Some examples of “green” buildings include the Païamboué Middle School, at Kone, France, an office building in Douvrin, France and the Stavros Niarchos Foundation Cultural Center in Athens, Greece.


The Stavros Niarchos Foundation Cultural Centre in Athens, Greece (Source: Yorgis Yerolympos)


Cool materials


Other mitigation strategies include the use of cool materials that are characterised by high solar reflectance and infrared emittance values, on buildings and other surfaces of the urban environment. The MAIN (MAteriaux Intelligents) project, financed by the MED Programme, aimed to disseminate the use of "cool materials" on pavements and roofs. Cool pavements with albedo values higher than the traditional asphalt’s value and cool roofs that reduce the absorption of solar radiation during the day by reflecting sunlight, are viable technologies for mitigating the UHI; In addition, reflective and permeable paved surfaces enable greater amounts of evaporation, which in turn cools the air. Permeable, high albedo pavements could potentially also reduce and filter storm water run-off, and decrease street-lighting energy use.

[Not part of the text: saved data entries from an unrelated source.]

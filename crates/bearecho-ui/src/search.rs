//! Search box component and the stubbed search request.

use std::time::Duration;

use bearecho_core::SearchQuery;
use leptos::prelude::*;

/// Width of one character in the caret overlay, in `em`.
const CARET_CHAR_WIDTH_EM: f32 = 0.6;

/// Horizontal offset of the animated caret after `chars` characters.
pub fn caret_offset_em(chars: usize) -> f32 {
    chars as f32 * CARET_CHAR_WIDTH_EM
}

/// Search box input component.
///
/// Shows `value` and reports edits through `on_input`. While `is_animating`
/// is set the field is disabled, edits are dropped, the submit button is
/// hidden and a blinking caret follows the typed text. Enter or the button
/// fire `on_search` with the trimmed value; blank values and submissions
/// while `is_searching` are ignored.
#[component]
pub fn SearchBox(
    /// Value shown in the field.
    value: Signal<String>,
    /// Called with the new text after a user edit.
    #[prop(into)]
    on_input: Callback<String>,
    /// Called with the trimmed value when the user submits.
    #[prop(into)]
    on_search: Callback<SearchQuery>,
    /// Whether the typing animation is playing.
    is_animating: Signal<bool>,
    /// Whether a search is in flight.
    #[prop(default = false.into())]
    is_searching: Signal<bool>,
    /// Label of the submit button.
    #[prop(default = "Search".to_string())]
    button_label: String,
    /// Label of the submit button while searching.
    #[prop(default = "Searching...".to_string())]
    busy_label: String,
) -> impl IntoView {
    let input_ref = NodeRef::<leptos::html::Input>::new();

    let submit = move || {
        if is_animating.get_untracked() || is_searching.get_untracked() {
            return;
        }
        if let Some(query) = SearchQuery::new(&value.get_untracked()) {
            on_search.run(query);
        }
    };

    let on_keydown = move |ev: web_sys::KeyboardEvent| {
        if ev.key() == "Enter" {
            submit();
        }
    };

    let button_text = move || {
        if is_searching.get() {
            busy_label.clone()
        } else {
            button_label.clone()
        }
    };

    view! {
      <div class="bearecho-search-box">
        <div class="bearecho-search-field">
          <span class="bearecho-search-icon" aria-hidden="true">
            "\u{2315}"
          </span>
          <input
            node_ref=input_ref
            type="text"
            class="bearecho-search-input"
            aria-label="Search"
            prop:value=move || value.get()
            prop:disabled=move || is_animating.get()
            on:input=move |ev| {
              if is_animating.get_untracked() {
                // Put back the animated text the browser may have replaced.
                if let Some(input) = input_ref.get_untracked() {
                  input.set_value(&value.get_untracked());
                }
                return;
              }
              on_input.run(event_target_value(&ev));
            }
            on:keydown=on_keydown
          />
          <Show when=move || !is_animating.get()>
            <button
              class="bearecho-search-button"
              prop:disabled=move || is_searching.get()
              on:click=move |_| submit()
            >
              {button_text.clone()}
            </button>
          </Show>
        </div>
        <Show when=move || is_animating.get()>
          <span
            class="bearecho-caret"
            aria-hidden="true"
            style=move || {
                format!("margin-left: {:.1}em", caret_offset_em(value.get().chars().count()))
            }
          ></span>
        </Show>
      </div>
    }
}

/// Stand-in for the search backend: completes after `delay` with no result.
///
/// Returns the timer handle so the caller can cancel it on unmount.
pub fn perform_search(
    query: SearchQuery,
    delay: Duration,
    done: impl FnOnce() + 'static,
) -> Option<TimeoutHandle> {
    tracing::info!(%query, "searching");
    match set_timeout_with_handle(done, delay) {
        Ok(handle) => Some(handle),
        Err(err) => {
            tracing::warn!(?err, "failed to schedule search completion");
            None
        }
    }
}
//! Timer command protocol between the animation engine and its host.
//!
//! The engine never owns a clock. Each operation returns a list of
//! [`TimerOp`]s which the host (browser bindings or a test scheduler) must
//! execute in order, reporting fired timers back through
//! [`TypingAnimation::on_timer`](crate::TypingAnimation::on_timer).

use std::{fmt, time::Duration};

/// Opaque identifier of a timer armed by the engine.
///
/// Ids grow monotonically and are never reused, so a late delivery of a
/// cancelled timer can always be told apart from a live one.
#[derive(Debug, Clone, Copy, PartialEq, Eq, Hash, PartialOrd, Ord)]
pub struct TimerId(u64);

impl TimerId {
    /// Raw numeric value, mostly useful for logging.
    pub fn get(self) -> u64 {
        self.0
    }
}

impl fmt::Display for TimerId {
    fn fmt(&self, f: &mut fmt::Formatter<'_>) -> fmt::Result {
        write!(f, "timer#{}", self.0)
    }
}

/// Whether a timer fires once or keeps firing every `delay`.
#[derive(Debug, Clone, Copy, PartialEq, Eq)]
pub enum TimerMode {
    /// Fires every `delay` until cancelled.
    Repeating,
    /// Fires once after `delay`.
    Once,
}

/// A request to arm a timer.
#[derive(Debug, Clone, Copy, PartialEq, Eq)]
pub struct TimerRequest {
    /// Identifier the host must report back when the timer fires.
    pub id: TimerId,

    /// Repeating or one-shot.
    pub mode: TimerMode,

    /// Interval (repeating) or delay (one-shot).
    pub delay: Duration,
}

/// A command for the timer host.
#[derive(Debug, Clone, Copy, PartialEq, Eq)]
pub enum TimerOp {
    /// Arm a new timer.
    Arm(TimerRequest),
    /// Cancel a previously armed timer. Cancelling an unknown or already
    /// fired timer must be a no-op on the host side.
    Cancel(TimerId),
}

impl TimerOp {
    /// The timer this command refers to.
    pub fn id(&self) -> TimerId {
        match self {
            TimerOp::Arm(request) => request.id,
            TimerOp::Cancel(id) => *id,
        }
    }
}

/// Allocator for fresh timer ids.
#[derive(Debug, Default)]
pub(crate) struct TimerIds {
    next: u64,
}

impl TimerIds {
    pub(crate) fn next(&mut self) -> TimerId {
        self.next += 1;
        TimerId(self.next)
    }
}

In conclusion, up to now, the European Union has funded several research initiatives aiming to more resilient cities and gained deep knowledge on UHI. The application of green infrastructure and cool materials on buildings has positive impacts and implementing these climate resilient strategies will not only help to reduce the energy demand during peak summer conditions but will also have environmental benefits and will positively contribute to human health, e.g., reduced mortality due to less heat strokes, decreased CO2 emissions, increased thermal comfort, reduced air pollution leading to fewer respiratory diseases. Alleviating UHI is a time consuming task, but as it seems, Europe is dedicated to win this combat.